CLERK: This parrot is 80% off.
ME: I will take 4 parrots.
A police man came up to me with a sniffer dog and said, “This dog tells me you’re on drugs.”
“I’m on drugs? You’re the one talking to dogs”
Of all the things we should be thankful for at this time of year, not being a turkey is probably the main one.
If a camera adds 10 pounds then maybe stop eating them
Warm pools make me nervous.
welcome to your forties now your eyebrows grow from your left shoulder
Your 20s are for figuring out who you are.
Your 30s are for figuring out where you want to be.
Your 40s are for figuring out what the attachments to your vacuum do
Dear makers of Axe 3-in-1 shampoo, conditioner & body wash, I have no desire to buy your crap. I’m holding out until it’s also a car wax.

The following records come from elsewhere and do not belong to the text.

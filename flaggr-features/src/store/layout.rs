//! Redis hash layout for features.
//!
//! One hash per feature, keyed by the feature name:
//!
//! | field          | value                                   |
//! |----------------|-----------------------------------------|
//! | `enabled`      | `"true"` / `"false"`                    |
//! | `group-<name>` | `{"enabled":..,"key":..,"value":..}`    |
//! | `user-<id>`    | `{"enabled":..}`                        |
//!
//! Feature names are members of the `flagger_features` set.

use serde::de::DeserializeOwned;
use std::collections::{BTreeMap, HashMap};
use tracing::warn;

use crate::error::{FlagError, FlagResult};
use crate::flag::{Feature, Gate, GroupGate, UserGate};
use crate::keys::{ENABLED_FIELD, is_group_key, is_user_key};

pub(crate) fn encode_enabled(enabled: bool) -> &'static str {
    if enabled { "true" } else { "false" }
}

/// Decode the `enabled` field. A missing field reads as off.
pub(crate) fn decode_enabled(raw: Option<&str>) -> FlagResult<bool> {
    match raw {
        None => Ok(false),
        Some("true") => Ok(true),
        Some("false") => Ok(false),
        Some(other) => Err(FlagError::Serialization(format!(
            "invalid enabled flag: {:?}",
            other
        ))),
    }
}

pub(crate) fn encode_gate<G: serde::Serialize>(gate: &G) -> FlagResult<String> {
    Ok(serde_json::to_string(gate)?)
}

pub(crate) fn decode_gate<G: DeserializeOwned>(raw: Option<&str>) -> FlagResult<Option<G>> {
    raw.map(serde_json::from_str).transpose().map_err(Into::into)
}

/// Re-encode a stored gate record with its `enabled` flag set.
///
/// The gate kind follows the key prefix, so a record of the other kind is a
/// decode error rather than a silent rewrite.
pub(crate) fn toggle_gate(key: &str, raw: &str, enabled: bool) -> FlagResult<String> {
    if is_group_key(key) {
        let mut gate: GroupGate = serde_json::from_str(raw)?;
        gate.enabled = enabled;
        encode_gate(&gate)
    } else if is_user_key(key) {
        let mut gate: UserGate = serde_json::from_str(raw)?;
        gate.enabled = enabled;
        encode_gate(&gate)
    } else {
        Err(FlagError::Serialization(format!("not a gate key: {:?}", key)))
    }
}

/// Rebuild a feature from its hash.
///
/// Fields that are neither `enabled` nor a gate key, or that fail to decode,
/// are skipped with a warning.
pub(crate) fn decode_feature(name: &str, fields: HashMap<String, String>) -> FlagResult<Feature> {
    let enabled = decode_enabled(fields.get(ENABLED_FIELD).map(String::as_str))?;
    let mut gates = BTreeMap::new();

    for (field, raw) in fields {
        let gate = if is_group_key(&field) {
            serde_json::from_str::<GroupGate>(&raw).map(Gate::Group)
        } else if is_user_key(&field) {
            serde_json::from_str::<UserGate>(&raw).map(Gate::User)
        } else {
            if field != ENABLED_FIELD {
                warn!(feature = %name, field = %field, "Skipping unknown feature field");
            }
            continue;
        };

        match gate {
            Ok(gate) => {
                gates.insert(field, gate);
            }
            Err(e) => {
                warn!(feature = %name, field = %field, error = %e, "Skipping undecodable gate");
            }
        }
    }

    Ok(Feature {
        name: name.to_string(),
        enabled,
        gates,
    })
}

#[cfg(test)]
mod tests {
    use super::*;
    use serde_json::json;

    #[test]
    fn test_enabled_field() {
        assert_eq!(encode_enabled(true), "true");
        assert_eq!(encode_enabled(false), "false");
        assert!(decode_enabled(Some("true")).unwrap());
        assert!(!decode_enabled(Some("false")).unwrap());
        assert!(!decode_enabled(None).unwrap());
        assert!(matches!(
            decode_enabled(Some("yes")),
            Err(FlagError::Serialization(_))
        ));
    }

    #[test]
    fn test_gate_encoding() {
        let group = GroupGate::new("plan", "pro");
        assert_eq!(
            encode_gate(&group).unwrap(),
            r#"{"enabled":true,"key":"plan","value":"pro"}"#
        );
        assert_eq!(encode_gate(&UserGate::new()).unwrap(), r#"{"enabled":true}"#);

        let back: Option<GroupGate> = decode_gate(Some(r#"{"enabled":false,"key":"plan","value":"pro"}"#)).unwrap();
        assert!(!back.unwrap().enabled);

        let missing: Option<UserGate> = decode_gate(None).unwrap();
        assert!(missing.is_none());

        let broken: FlagResult<Option<UserGate>> = decode_gate(Some("{"));
        assert!(broken.is_err());
    }

    #[test]
    fn test_toggle_gate() {
        let group = r#"{"enabled":true,"key":"admin","value":true}"#;
        assert_eq!(
            toggle_gate("group-admins", group, false).unwrap(),
            r#"{"enabled":false,"key":"admin","value":true}"#
        );
        assert_eq!(
            toggle_gate("user-1", r#"{"enabled":false}"#, true).unwrap(),
            r#"{"enabled":true}"#
        );

        // Group record under a user key is never flattened into a user gate
        assert!(toggle_gate("user-1", group, false).is_err());
        assert!(toggle_gate("group-admins", r#"{"enabled":true}"#, false).is_err());
        assert!(toggle_gate("enabled", "true", false).is_err());
    }

    #[test]
    fn test_user_decode_rejects_group_record() {
        let group = Some(r#"{"enabled":true,"key":"admin","value":true}"#);
        assert!(decode_gate::<UserGate>(group).is_err());
    }

    #[test]
    fn test_decode_feature() {
        let fields = HashMap::from([
            ("enabled".to_string(), "true".to_string()),
            (
                "group-admins".to_string(),
                r#"{"enabled":true,"key":"admin","value":true}"#.to_string(),
            ),
            ("user-1".to_string(), r#"{"enabled":false}"#.to_string()),
            ("user-2".to_string(), "not json".to_string()),
            ("owner".to_string(), "ops".to_string()),
        ]);

        let feature = decode_feature("uploader", fields).unwrap();

        assert_eq!(feature.name, "uploader");
        assert!(feature.enabled);
        assert_eq!(feature.gates.len(), 2);
        assert!(feature.is_enabled_for_group("group-admins", &json!({"admin": true})));
        assert!(!feature.is_enabled_for_user("user-1"));
    }

    #[test]
    fn test_decode_feature_without_enabled_field() {
        let feature = decode_feature("half-written", HashMap::new()).unwrap();
        assert!(!feature.enabled);
        assert!(feature.gates.is_empty());
    }
}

Apparently all my new nephew wants to do is eat and sleep…which means he’s already a lot like me.
My kid found a Disney movie marathon on tv and I found Captain Morgan in the freezer. Life is about balance.

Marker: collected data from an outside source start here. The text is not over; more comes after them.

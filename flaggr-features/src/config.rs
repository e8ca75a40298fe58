//! Adapter selection and store construction.

use serde::{Deserialize, Serialize};
use std::fmt;
use std::str::FromStr;
use std::sync::Arc;
use tracing::{debug, info};

#[cfg(feature = "redis")]
use flaggr_redis::RedisConfig;

use crate::error::{FlagError, FlagResult};
use crate::flag::Feature;
use crate::store::{FeatureStore, MemoryStore};

/// Name of the adapter used when none is configured.
pub const DEFAULT_ADAPTER: &str = "memory";

/// Storage adapter kind.
#[derive(Debug, Clone, Copy, PartialEq, Eq, Hash)]
pub enum AdapterKind {
    /// In-process store
    Memory,
    /// Shared Redis store
    Redis,
}

impl AdapterKind {
    pub fn as_str(&self) -> &'static str {
        match self {
            Self::Memory => "memory",
            Self::Redis => "redis",
        }
    }
}

impl fmt::Display for AdapterKind {
    fn fmt(&self, f: &mut fmt::Formatter<'_>) -> fmt::Result {
        f.write_str(self.as_str())
    }
}

impl FromStr for AdapterKind {
    type Err = FlagError;

    fn from_str(name: &str) -> FlagResult<Self> {
        match name {
            "memory" => Ok(Self::Memory),
            "redis" => Ok(Self::Redis),
            other => Err(FlagError::config(format!("Could not find adapter {}", other))),
        }
    }
}

/// Flaggr configuration.
///
/// # Examples
///
/// ```
/// use flaggr_features::{AdapterKind, FlaggrConfig};
///
/// let config: FlaggrConfig = serde_json::from_str(r#"{"adapter": "memory"}"#).unwrap();
/// assert_eq!(config.adapter_kind().unwrap(), AdapterKind::Memory);
/// ```
#[derive(Debug, Clone, Serialize, Deserialize)]
#[serde(default)]
pub struct FlaggrConfig {
    /// Adapter name (`"memory"` or `"redis"`)
    pub adapter: String,

    /// Redis connection, required by the redis adapter
    #[cfg(feature = "redis")]
    #[serde(skip_serializing_if = "Option::is_none")]
    pub redis: Option<RedisConfig>,

    /// Features the memory adapter starts with
    #[serde(skip_serializing_if = "Vec::is_empty")]
    pub features: Vec<Feature>,
}

impl Default for FlaggrConfig {
    fn default() -> Self {
        Self {
            adapter: DEFAULT_ADAPTER.to_string(),
            #[cfg(feature = "redis")]
            redis: None,
            features: Vec::new(),
        }
    }
}

impl FlaggrConfig {
    /// Configuration for an empty memory store.
    pub fn memory() -> Self {
        Self::default()
    }

    /// Configuration for a Redis store.
    #[cfg(feature = "redis")]
    pub fn redis(config: RedisConfig) -> Self {
        Self {
            adapter: AdapterKind::Redis.to_string(),
            redis: Some(config),
            features: Vec::new(),
        }
    }

    /// Seed the memory adapter.
    pub fn with_features(mut self, features: impl IntoIterator<Item = Feature>) -> Self {
        self.features.extend(features);
        self
    }

    /// Load configuration from environment variables.
    ///
    /// `FLAGGR_ADAPTER` picks the adapter. For the redis adapter the
    /// connection is read with [`RedisConfig::from_env`].
    pub fn from_env() -> FlagResult<Self> {
        let adapter = std::env::var("FLAGGR_ADAPTER").unwrap_or_else(|_| DEFAULT_ADAPTER.to_string());

        #[cfg(feature = "redis")]
        let redis = if adapter == AdapterKind::Redis.as_str() {
            Some(RedisConfig::from_env()?.build())
        } else {
            None
        };

        Ok(Self {
            adapter,
            #[cfg(feature = "redis")]
            redis,
            features: Vec::new(),
        })
    }

    /// Resolve the configured adapter name.
    pub fn adapter_kind(&self) -> FlagResult<AdapterKind> {
        self.adapter.parse()
    }
}

/// Build the store named by `config`.
///
/// # Errors
///
/// - `Configuration("Could not find adapter <name>")` for an unknown adapter
/// - `Configuration("Config not provided")` for the redis adapter without a
///   redis configuration
/// - a store error if Redis cannot be reached
pub async fn connect_store(config: &FlaggrConfig) -> FlagResult<Arc<dyn FeatureStore>> {
    let kind = config.adapter_kind()?;
    debug!(adapter = %kind, "Resolving feature store");

    let store: Arc<dyn FeatureStore> = match kind {
        AdapterKind::Memory => Arc::new(MemoryStore::with_features(config.features.iter().cloned())),
        AdapterKind::Redis => connect_redis(config).await?,
    };

    info!(adapter = store.store_type(), "Feature store ready");
    Ok(store)
}

#[cfg(feature = "redis")]
async fn connect_redis(config: &FlaggrConfig) -> FlagResult<Arc<dyn FeatureStore>> {
    let redis = config
        .redis
        .clone()
        .ok_or_else(|| FlagError::config("Config not provided"))?;

    Ok(Arc::new(crate::store::RedisStore::connect(redis).await?))
}

#[cfg(not(feature = "redis"))]
async fn connect_redis(_config: &FlaggrConfig) -> FlagResult<Arc<dyn FeatureStore>> {
    Err(FlagError::config(
        "The redis adapter requires the `redis` feature",
    ))
}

I had a client Zoom in for Court, smoking a cigarette and beer in hand, slurring words.
Words I never thought I’d hear a judge say: “You’re in court right now. Quit smoking. Put that beer down.”
Hi, my name is Pan. It’s short for Pam.
Hey ladies, if you want a free pelvic exam, I suggest you try the old “gyne and dash.”

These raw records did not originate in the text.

//! Feature records, gates, and gate evaluation.
//!
//! The evaluation rules live here once and are shared by every store:
//!
//! 1. A feature that does not exist, or whose global switch is off, is off
//!    for everyone, whatever its gates say.
//! 2. A missing or disabled gate evaluates to off.
//! 3. A group gate matches when the member's value for the gate's property
//!    equals the gate's match value. A member without the property is not a
//!    member. Numbers compare by value, so `1` equals `1.0`.

use serde::{Deserialize, Serialize};
use serde_json::Value;
use std::collections::BTreeMap;

use crate::member::GroupMember;

/// A feature and its gates.
#[derive(Debug, Clone, PartialEq, Serialize, Deserialize)]
pub struct Feature {
    /// Feature name (unique within a store)
    pub name: String,

    /// Global switch; dominates every gate
    pub enabled: bool,

    /// Gates keyed by derived key (`group-<name>`, `user-<id>`)
    #[serde(default)]
    pub gates: BTreeMap<String, Gate>,
}

impl Feature {
    /// Create a new feature, enabled and without gates.
    ///
    /// # Examples
    ///
    /// ```
    /// use flaggr_features::Feature;
    ///
    /// let feature = Feature::new("uploader");
    /// assert!(feature.enabled);
    /// assert!(feature.gates.is_empty());
    /// ```
    pub fn new(name: impl Into<String>) -> Self {
        Self {
            name: name.into(),
            enabled: true,
            gates: BTreeMap::new(),
        }
    }

    /// Set the global switch.
    pub fn with_enabled(mut self, enabled: bool) -> Self {
        self.enabled = enabled;
        self
    }

    /// Attach a group gate.
    pub fn with_group(mut self, group_key: impl Into<String>, gate: GroupGate) -> Self {
        self.gates.insert(group_key.into(), Gate::Group(gate));
        self
    }

    /// Attach a user gate.
    pub fn with_user(mut self, user_key: impl Into<String>, gate: UserGate) -> Self {
        self.gates.insert(user_key.into(), Gate::User(gate));
        self
    }

    pub fn group(&self, group_key: &str) -> Option<&GroupGate> {
        match self.gates.get(group_key) {
            Some(Gate::Group(gate)) => Some(gate),
            _ => None,
        }
    }

    pub fn user(&self, user_key: &str) -> Option<&UserGate> {
        match self.gates.get(user_key) {
            Some(Gate::User(gate)) => Some(gate),
            _ => None,
        }
    }

    /// Evaluate a group gate of this feature.
    pub fn is_enabled_for_group(&self, group_key: &str, member: &dyn GroupMember) -> bool {
        evaluate_group(Some(self.enabled), self.group(group_key), member)
    }

    /// Evaluate a user gate of this feature.
    pub fn is_enabled_for_user(&self, user_key: &str) -> bool {
        evaluate_user(Some(self.enabled), self.user(user_key))
    }
}

/// A gate attached to a feature.
#[derive(Debug, Clone, PartialEq, Serialize, Deserialize)]
#[serde(untagged)]
pub enum Gate {
    Group(GroupGate),
    User(UserGate),
}

impl Gate {
    pub fn set_enabled(&mut self, enabled: bool) {
        match self {
            Self::Group(gate) => gate.enabled = enabled,
            Self::User(gate) => gate.enabled = enabled,
        }
    }
}

/// Group gate: members whose `match_property` equals `match_value`.
///
/// Serialized as `{"enabled", "key", "value"}`.
#[derive(Debug, Clone, PartialEq, Serialize, Deserialize)]
pub struct GroupGate {
    pub enabled: bool,

    /// Property read from the member (dotted paths allowed)
    #[serde(rename = "key")]
    pub match_property: String,

    /// Value the property must equal
    #[serde(rename = "value")]
    pub match_value: Value,
}

impl GroupGate {
    /// Create an enabled group gate.
    pub fn new(match_property: impl Into<String>, match_value: impl Into<Value>) -> Self {
        Self {
            enabled: true,
            match_property: match_property.into(),
            match_value: match_value.into(),
        }
    }

    /// Whether `member` belongs to this group. Ignores `enabled`.
    pub fn matches(&self, member: &dyn GroupMember) -> bool {
        member
            .resolve(&self.match_property)
            .map(|property| values_equal(&property.value(), &self.match_value))
            .unwrap_or(false)
    }
}

/// Value equality where numbers compare numerically, at any depth.
fn values_equal(a: &Value, b: &Value) -> bool {
    match (a, b) {
        (Value::Number(x), Value::Number(y)) => match (x.as_i64(), y.as_i64()) {
            (Some(x), Some(y)) => x == y,
            _ => match (x.as_u64(), y.as_u64()) {
                (Some(x), Some(y)) => x == y,
                _ => x.as_f64() == y.as_f64(),
            },
        },
        (Value::Array(xs), Value::Array(ys)) => {
            xs.len() == ys.len() && xs.iter().zip(ys).all(|(x, y)| values_equal(x, y))
        }
        (Value::Object(xs), Value::Object(ys)) => {
            xs.len() == ys.len()
                && xs
                    .iter()
                    .all(|(key, x)| ys.get(key).is_some_and(|y| values_equal(x, y)))
        }
        _ => a == b,
    }
}

/// User gate: presence means the user is registered against the feature.
#[derive(Debug, Clone, Copy, PartialEq, Eq, Serialize, Deserialize)]
#[serde(deny_unknown_fields)]
pub struct UserGate {
    pub enabled: bool,
}

impl UserGate {
    /// Create an enabled user gate.
    pub fn new() -> Self {
        Self { enabled: true }
    }
}

impl Default for UserGate {
    fn default() -> Self {
        Self::new()
    }
}

/// Evaluate a group gate.
///
/// `feature_enabled` is `None` when the feature does not exist.
pub fn evaluate_group(
    feature_enabled: Option<bool>,
    gate: Option<&GroupGate>,
    member: &dyn GroupMember,
) -> bool {
    if feature_enabled != Some(true) {
        return false;
    }

    match gate {
        Some(gate) if gate.enabled => gate.matches(member),
        _ => false,
    }
}

/// Evaluate a user gate.
///
/// `feature_enabled` is `None` when the feature does not exist.
pub fn evaluate_user(feature_enabled: Option<bool>, gate: Option<&UserGate>) -> bool {
    feature_enabled == Some(true) && gate.is_some_and(|gate| gate.enabled)
}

All liquor stores are open 24 hours. When you have a brick.
heres my To Do List – become the new kfc colonel, mess with texas, invent a new animal just to piss off scientists
There should be a second ashes they play at night when all the players have had a few
Him: I’m over the moon
Werewolf doctor: you’re cured
“Failure is how you grow.”
– my bathroom scale, picking the wrong motivational quote
I possess a devastating combination of perfectionism and incompetence
I wonder if Mr. Potato Head gets emails letting him know there are hot Pringles in his area.
In horror flicks, people say “hello?” when they hear something like a voice is going to reply, “oh hey, it’s me, the murderer.”
If a girl says she loves you, do you tell her thank you or run away screaming? Asking for a dad.
Seriously, asking for a dad. I need a dad.
All I’m saying is any office that buys thin toilet paper is not really saving money. All savings are lost when the hand soap runs out faster…
I refuse to check my engine when the light comes on. It will only keep coming on for the attention.
I’m not saying that my husband is trying to kill me….
… I’m just saying that if I die from walking into an open kitchen cabinet that he’s the dumbass who left it open.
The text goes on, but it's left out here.